Problem to work on:
Of all the lines below, return only those starting with the line holding "staging heap for" and going on through the line holding "pub use types::*;", exactly as written.

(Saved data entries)
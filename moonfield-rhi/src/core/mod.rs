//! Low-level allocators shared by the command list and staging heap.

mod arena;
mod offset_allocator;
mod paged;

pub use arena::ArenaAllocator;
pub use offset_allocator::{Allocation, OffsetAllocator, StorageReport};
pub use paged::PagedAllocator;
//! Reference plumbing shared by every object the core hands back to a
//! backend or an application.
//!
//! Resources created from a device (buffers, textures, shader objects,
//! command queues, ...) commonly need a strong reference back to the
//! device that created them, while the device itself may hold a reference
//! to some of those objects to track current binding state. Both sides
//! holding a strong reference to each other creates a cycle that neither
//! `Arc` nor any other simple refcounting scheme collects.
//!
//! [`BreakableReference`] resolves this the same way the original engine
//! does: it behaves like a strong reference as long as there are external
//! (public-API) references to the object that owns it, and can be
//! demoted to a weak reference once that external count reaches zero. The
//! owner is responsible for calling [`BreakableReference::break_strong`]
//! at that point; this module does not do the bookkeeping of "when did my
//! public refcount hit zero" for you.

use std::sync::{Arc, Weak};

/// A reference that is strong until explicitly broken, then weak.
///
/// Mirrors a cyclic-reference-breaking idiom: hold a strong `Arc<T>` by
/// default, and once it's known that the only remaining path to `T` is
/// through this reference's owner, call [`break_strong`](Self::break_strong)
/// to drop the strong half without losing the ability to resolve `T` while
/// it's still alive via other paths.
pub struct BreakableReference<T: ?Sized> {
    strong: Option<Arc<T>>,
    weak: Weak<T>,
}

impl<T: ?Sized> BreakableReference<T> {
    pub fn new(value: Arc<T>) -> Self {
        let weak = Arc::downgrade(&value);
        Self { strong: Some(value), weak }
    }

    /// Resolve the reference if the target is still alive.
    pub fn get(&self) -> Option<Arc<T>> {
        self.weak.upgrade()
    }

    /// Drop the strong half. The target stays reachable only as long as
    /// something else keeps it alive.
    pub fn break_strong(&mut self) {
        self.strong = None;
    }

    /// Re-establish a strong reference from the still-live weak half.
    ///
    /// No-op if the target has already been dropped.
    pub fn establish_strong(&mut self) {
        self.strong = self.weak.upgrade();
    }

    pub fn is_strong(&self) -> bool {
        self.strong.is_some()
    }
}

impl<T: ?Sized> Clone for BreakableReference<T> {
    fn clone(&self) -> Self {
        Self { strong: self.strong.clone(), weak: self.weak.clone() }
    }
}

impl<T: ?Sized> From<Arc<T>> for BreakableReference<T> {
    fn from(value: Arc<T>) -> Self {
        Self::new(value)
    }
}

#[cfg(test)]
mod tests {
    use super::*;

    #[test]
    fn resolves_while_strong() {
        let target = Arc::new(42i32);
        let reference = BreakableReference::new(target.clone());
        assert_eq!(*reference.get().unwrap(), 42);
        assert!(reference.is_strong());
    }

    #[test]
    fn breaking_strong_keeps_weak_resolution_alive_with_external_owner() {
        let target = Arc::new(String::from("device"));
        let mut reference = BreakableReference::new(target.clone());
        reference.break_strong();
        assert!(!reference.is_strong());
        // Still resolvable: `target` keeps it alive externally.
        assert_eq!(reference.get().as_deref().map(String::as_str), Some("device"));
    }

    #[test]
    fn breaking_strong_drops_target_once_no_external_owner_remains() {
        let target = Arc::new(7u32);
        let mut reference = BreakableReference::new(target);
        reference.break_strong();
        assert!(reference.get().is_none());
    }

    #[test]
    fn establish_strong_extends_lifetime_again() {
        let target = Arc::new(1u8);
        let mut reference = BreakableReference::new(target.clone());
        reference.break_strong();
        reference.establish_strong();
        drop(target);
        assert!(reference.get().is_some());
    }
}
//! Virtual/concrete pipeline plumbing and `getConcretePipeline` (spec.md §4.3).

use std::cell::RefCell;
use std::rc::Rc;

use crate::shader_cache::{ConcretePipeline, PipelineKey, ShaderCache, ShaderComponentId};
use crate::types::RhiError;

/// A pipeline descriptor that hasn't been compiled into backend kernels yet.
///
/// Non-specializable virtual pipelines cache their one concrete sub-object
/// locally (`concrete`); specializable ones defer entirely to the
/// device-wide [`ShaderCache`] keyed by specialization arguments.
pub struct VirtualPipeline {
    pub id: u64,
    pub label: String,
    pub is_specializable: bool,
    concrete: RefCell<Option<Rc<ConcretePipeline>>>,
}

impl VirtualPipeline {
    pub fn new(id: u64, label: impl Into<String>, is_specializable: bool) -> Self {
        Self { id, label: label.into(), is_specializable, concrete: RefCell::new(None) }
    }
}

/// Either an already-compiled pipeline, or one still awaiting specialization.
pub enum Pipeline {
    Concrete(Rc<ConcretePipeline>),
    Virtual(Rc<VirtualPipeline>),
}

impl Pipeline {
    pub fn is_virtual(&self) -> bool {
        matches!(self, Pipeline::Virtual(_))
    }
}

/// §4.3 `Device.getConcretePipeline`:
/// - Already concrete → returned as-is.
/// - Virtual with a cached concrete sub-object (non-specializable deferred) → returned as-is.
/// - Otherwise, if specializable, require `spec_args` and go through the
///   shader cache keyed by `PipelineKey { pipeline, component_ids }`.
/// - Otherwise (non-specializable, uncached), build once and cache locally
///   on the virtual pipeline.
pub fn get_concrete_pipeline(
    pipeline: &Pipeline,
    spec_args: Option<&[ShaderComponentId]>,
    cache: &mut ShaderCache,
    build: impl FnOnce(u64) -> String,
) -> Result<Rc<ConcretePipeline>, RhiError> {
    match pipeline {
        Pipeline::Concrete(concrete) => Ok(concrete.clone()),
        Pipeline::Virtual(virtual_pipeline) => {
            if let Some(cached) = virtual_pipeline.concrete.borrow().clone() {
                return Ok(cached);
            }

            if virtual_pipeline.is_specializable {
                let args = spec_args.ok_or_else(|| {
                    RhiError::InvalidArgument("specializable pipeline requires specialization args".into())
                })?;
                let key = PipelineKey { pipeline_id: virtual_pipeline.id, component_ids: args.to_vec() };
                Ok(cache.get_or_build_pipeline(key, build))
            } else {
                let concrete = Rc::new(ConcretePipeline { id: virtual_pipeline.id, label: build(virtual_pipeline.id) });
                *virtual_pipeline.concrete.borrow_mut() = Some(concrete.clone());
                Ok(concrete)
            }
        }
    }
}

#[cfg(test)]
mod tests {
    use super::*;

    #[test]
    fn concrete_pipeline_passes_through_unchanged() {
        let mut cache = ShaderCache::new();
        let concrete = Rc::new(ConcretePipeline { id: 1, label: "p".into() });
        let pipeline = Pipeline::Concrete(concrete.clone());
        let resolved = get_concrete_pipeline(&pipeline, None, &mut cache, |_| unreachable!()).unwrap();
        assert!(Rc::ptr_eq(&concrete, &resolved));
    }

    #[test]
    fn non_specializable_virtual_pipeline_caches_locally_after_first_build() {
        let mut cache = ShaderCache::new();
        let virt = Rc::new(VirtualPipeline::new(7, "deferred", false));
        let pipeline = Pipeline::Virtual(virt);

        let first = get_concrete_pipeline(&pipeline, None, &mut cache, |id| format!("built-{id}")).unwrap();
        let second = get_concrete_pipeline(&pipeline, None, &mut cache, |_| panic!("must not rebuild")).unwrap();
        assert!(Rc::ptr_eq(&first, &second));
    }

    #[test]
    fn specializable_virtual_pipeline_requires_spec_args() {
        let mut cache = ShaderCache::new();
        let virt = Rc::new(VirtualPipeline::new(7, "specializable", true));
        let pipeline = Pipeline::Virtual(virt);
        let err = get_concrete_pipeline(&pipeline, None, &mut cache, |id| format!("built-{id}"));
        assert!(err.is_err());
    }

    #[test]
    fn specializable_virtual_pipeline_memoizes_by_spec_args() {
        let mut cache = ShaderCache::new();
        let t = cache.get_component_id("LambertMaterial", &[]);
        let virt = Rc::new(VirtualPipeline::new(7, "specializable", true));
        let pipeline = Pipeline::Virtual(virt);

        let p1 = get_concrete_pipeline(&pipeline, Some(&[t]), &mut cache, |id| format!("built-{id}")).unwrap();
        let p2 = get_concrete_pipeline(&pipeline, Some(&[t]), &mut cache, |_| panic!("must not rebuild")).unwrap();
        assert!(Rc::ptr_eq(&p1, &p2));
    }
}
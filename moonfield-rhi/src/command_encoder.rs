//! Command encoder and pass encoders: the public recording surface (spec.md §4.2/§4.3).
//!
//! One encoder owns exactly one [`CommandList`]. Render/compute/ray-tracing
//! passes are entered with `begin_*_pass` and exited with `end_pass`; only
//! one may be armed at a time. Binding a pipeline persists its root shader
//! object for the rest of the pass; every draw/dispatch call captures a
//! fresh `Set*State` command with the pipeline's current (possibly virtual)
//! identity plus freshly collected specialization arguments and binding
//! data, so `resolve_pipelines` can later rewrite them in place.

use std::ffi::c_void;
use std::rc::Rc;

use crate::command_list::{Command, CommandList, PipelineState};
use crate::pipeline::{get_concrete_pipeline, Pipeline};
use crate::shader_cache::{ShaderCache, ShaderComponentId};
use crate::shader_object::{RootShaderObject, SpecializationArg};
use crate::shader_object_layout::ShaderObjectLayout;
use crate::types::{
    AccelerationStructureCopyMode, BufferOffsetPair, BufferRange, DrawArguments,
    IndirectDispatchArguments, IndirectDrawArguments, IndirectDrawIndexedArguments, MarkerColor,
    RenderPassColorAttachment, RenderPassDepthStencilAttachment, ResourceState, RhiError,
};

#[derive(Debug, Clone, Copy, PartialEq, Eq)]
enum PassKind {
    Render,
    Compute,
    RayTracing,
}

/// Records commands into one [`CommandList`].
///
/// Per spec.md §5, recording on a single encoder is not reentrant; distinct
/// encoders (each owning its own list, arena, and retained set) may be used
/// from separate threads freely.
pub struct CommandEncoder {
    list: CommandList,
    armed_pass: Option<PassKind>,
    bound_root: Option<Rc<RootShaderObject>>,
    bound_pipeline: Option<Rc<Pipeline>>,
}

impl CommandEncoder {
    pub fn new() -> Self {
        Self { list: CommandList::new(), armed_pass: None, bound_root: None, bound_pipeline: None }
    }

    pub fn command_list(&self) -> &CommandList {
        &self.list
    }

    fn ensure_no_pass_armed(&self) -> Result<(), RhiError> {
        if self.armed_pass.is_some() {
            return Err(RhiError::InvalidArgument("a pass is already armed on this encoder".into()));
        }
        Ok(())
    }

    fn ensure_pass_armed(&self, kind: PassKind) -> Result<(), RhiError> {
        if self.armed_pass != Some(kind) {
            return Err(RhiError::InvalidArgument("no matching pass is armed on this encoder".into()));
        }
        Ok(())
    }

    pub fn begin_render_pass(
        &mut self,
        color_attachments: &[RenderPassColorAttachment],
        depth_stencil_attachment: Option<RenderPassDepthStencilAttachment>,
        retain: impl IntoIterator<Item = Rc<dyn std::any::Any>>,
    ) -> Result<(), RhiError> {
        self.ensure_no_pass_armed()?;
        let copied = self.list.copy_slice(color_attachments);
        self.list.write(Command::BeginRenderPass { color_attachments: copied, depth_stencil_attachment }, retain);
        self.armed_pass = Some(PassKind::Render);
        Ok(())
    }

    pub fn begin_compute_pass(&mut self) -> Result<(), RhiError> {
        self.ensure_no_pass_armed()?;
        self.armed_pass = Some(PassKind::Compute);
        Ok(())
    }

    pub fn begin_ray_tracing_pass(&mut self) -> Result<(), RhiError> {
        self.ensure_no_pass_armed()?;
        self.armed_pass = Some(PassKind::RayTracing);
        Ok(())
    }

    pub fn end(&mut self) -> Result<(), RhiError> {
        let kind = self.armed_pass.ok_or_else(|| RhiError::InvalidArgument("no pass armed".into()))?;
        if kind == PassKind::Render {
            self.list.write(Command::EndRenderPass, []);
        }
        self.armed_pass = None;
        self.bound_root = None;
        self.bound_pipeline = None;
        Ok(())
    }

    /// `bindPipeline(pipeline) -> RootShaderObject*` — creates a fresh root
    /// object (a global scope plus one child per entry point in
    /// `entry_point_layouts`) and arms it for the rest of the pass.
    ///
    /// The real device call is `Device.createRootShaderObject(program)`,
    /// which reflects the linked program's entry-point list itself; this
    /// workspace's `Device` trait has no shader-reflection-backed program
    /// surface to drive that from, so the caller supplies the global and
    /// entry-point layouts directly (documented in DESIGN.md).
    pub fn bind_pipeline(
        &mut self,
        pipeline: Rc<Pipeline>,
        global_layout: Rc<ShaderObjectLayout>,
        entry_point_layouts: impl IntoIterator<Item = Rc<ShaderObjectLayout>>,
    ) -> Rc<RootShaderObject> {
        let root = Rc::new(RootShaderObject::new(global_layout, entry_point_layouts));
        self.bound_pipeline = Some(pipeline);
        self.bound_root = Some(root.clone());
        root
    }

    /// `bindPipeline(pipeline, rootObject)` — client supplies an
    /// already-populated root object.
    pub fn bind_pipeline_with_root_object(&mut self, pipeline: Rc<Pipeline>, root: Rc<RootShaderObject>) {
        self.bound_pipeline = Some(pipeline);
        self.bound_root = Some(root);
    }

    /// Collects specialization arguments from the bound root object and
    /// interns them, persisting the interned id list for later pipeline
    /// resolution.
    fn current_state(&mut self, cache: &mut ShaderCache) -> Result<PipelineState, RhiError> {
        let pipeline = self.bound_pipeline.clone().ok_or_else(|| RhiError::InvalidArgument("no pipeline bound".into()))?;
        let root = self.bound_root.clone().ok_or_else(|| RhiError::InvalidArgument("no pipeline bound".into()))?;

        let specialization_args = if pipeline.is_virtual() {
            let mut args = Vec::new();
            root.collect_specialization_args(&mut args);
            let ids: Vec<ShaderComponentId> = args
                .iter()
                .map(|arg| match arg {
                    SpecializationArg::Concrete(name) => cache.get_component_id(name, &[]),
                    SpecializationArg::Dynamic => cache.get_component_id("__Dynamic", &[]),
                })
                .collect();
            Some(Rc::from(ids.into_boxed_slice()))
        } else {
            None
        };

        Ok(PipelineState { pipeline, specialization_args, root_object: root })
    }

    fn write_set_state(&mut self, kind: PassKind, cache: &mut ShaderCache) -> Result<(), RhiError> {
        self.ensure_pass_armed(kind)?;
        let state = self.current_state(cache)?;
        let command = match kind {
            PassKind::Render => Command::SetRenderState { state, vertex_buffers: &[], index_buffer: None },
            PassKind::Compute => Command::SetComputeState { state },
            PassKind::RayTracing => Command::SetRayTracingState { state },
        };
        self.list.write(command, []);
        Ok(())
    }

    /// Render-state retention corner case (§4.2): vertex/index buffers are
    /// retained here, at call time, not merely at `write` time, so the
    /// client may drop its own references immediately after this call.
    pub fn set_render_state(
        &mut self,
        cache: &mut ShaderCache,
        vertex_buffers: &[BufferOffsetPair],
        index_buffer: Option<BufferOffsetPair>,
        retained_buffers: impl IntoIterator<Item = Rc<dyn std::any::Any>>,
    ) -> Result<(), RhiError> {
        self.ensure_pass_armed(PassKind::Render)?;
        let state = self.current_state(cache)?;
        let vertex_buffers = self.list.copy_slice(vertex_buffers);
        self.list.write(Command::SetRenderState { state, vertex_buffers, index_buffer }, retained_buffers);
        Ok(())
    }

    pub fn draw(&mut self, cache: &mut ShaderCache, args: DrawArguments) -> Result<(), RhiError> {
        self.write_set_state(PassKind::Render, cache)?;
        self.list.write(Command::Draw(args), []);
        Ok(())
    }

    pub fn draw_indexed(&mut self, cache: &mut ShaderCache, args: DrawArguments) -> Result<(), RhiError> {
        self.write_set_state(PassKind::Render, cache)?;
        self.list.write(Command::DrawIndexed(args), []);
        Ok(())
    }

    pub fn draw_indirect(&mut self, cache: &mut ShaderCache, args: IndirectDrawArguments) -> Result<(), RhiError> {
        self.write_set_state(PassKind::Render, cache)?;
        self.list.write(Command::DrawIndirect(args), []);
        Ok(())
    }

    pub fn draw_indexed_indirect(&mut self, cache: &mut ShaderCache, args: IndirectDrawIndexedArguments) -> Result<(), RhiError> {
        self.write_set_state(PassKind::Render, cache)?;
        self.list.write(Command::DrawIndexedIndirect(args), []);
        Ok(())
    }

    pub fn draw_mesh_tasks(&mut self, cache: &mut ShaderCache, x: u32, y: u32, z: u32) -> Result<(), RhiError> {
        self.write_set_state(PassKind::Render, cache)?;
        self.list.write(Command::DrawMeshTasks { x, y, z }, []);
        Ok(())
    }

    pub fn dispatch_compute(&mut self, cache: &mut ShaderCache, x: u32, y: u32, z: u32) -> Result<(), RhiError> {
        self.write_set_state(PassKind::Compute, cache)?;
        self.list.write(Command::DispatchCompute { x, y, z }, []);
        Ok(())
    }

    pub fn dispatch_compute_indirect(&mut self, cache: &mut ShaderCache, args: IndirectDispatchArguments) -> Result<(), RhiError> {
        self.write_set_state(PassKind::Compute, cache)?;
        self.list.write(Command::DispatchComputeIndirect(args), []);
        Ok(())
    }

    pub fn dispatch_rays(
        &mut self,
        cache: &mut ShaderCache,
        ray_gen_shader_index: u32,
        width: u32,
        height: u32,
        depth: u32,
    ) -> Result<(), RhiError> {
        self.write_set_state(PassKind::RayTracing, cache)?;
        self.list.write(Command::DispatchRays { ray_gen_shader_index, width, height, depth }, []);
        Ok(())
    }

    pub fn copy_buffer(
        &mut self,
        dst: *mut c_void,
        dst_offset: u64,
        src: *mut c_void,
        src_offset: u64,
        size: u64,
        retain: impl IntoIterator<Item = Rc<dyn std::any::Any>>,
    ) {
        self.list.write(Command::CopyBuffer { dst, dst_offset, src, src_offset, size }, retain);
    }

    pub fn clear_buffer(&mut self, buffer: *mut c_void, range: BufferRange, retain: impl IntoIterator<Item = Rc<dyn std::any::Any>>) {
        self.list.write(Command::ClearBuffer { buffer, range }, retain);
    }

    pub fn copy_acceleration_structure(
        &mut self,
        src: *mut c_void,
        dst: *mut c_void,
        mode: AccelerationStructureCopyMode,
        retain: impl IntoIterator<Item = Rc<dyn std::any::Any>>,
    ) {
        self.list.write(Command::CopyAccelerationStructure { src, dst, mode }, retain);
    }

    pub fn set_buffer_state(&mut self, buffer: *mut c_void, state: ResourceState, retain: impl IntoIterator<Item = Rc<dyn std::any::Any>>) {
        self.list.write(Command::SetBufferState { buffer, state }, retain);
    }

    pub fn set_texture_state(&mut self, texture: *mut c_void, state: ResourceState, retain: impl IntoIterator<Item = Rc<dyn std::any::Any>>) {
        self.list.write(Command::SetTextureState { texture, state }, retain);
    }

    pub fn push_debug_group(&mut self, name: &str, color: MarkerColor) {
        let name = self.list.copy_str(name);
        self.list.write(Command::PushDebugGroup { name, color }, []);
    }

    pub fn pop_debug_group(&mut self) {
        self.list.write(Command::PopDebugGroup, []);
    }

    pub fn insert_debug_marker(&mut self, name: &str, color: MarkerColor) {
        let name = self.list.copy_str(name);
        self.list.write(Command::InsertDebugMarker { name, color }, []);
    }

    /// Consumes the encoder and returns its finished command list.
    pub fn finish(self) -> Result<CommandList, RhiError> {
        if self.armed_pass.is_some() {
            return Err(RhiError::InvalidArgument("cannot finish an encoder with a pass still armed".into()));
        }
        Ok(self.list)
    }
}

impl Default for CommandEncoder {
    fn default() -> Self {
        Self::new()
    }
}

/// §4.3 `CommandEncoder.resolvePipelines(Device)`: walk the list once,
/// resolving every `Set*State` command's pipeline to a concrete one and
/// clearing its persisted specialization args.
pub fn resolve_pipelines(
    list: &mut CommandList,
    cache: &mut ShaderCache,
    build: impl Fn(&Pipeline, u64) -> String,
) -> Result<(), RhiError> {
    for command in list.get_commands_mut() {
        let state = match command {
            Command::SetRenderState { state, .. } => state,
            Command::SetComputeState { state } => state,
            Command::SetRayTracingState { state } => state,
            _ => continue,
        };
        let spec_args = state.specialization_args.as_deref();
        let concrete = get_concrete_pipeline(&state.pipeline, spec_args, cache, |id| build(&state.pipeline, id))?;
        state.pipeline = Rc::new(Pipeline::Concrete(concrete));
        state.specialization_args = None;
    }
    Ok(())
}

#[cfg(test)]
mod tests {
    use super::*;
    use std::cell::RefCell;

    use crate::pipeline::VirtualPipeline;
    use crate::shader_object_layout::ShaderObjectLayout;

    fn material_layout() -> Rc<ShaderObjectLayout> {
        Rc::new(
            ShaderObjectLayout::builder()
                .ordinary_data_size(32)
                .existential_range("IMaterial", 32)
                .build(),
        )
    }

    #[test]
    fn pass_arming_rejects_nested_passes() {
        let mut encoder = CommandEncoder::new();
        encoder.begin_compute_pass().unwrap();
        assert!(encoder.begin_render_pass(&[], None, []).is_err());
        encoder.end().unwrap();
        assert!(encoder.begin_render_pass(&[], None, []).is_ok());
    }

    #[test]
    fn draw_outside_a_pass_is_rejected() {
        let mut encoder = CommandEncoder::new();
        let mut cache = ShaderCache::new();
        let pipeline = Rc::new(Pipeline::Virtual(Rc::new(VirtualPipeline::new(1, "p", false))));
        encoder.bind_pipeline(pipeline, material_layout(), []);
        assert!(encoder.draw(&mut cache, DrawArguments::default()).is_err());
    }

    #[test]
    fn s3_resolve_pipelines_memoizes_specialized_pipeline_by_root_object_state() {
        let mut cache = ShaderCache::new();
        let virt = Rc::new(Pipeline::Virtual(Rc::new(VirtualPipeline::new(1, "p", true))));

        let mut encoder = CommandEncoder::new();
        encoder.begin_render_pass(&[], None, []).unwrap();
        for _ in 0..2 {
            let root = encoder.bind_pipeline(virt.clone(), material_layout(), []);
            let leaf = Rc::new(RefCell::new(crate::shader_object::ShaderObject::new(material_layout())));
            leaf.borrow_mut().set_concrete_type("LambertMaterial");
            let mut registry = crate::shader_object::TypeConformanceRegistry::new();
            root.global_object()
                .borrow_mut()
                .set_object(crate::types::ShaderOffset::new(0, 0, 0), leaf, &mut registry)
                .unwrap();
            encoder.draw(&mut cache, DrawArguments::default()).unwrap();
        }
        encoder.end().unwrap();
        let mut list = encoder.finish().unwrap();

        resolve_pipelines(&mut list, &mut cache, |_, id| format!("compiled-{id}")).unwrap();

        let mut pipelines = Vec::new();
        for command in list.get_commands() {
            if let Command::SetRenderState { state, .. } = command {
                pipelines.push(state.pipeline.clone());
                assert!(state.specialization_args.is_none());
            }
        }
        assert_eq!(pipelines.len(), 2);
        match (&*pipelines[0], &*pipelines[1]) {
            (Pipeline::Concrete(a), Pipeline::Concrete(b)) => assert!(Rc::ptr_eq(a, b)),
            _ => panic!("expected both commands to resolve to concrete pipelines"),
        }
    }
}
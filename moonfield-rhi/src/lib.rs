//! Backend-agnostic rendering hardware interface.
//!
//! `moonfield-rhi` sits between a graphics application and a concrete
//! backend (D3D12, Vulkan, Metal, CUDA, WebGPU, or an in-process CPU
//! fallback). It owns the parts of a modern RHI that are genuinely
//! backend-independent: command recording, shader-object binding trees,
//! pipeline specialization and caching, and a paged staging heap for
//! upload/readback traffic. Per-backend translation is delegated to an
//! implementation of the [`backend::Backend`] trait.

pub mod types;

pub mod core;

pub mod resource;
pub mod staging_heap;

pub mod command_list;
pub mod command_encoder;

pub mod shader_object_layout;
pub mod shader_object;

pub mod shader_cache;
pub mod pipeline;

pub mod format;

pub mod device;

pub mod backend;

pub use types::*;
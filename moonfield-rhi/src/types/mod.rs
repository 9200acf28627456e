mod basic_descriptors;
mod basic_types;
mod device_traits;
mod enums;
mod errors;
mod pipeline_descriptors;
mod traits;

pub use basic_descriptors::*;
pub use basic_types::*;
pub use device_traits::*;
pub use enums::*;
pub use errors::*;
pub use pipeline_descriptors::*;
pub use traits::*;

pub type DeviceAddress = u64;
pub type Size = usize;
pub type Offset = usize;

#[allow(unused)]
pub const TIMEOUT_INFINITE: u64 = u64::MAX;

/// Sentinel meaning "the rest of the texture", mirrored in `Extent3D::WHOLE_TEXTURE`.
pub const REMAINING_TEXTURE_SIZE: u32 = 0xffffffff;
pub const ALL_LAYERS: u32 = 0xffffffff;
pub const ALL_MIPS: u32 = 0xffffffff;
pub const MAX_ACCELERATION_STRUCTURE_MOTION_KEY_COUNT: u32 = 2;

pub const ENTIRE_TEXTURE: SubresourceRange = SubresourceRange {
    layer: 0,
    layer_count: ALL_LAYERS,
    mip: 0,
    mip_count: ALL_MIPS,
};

Reply:
//! pipeline specialization and caching, and a paged staging heap for
//! upload/readback traffic. Per-backend translation is delegated to an
//! implementation of the [`backend::Backend`] trait.

pub mod types;

pub mod core;

pub mod resource;
pub mod staging_heap;

pub mod command_list;
pub mod command_encoder;

pub mod shader_object_layout;
pub mod shader_object;

pub mod shader_cache;
pub mod pipeline;

pub mod format;

pub mod device;

pub mod backend;

pub use types::*;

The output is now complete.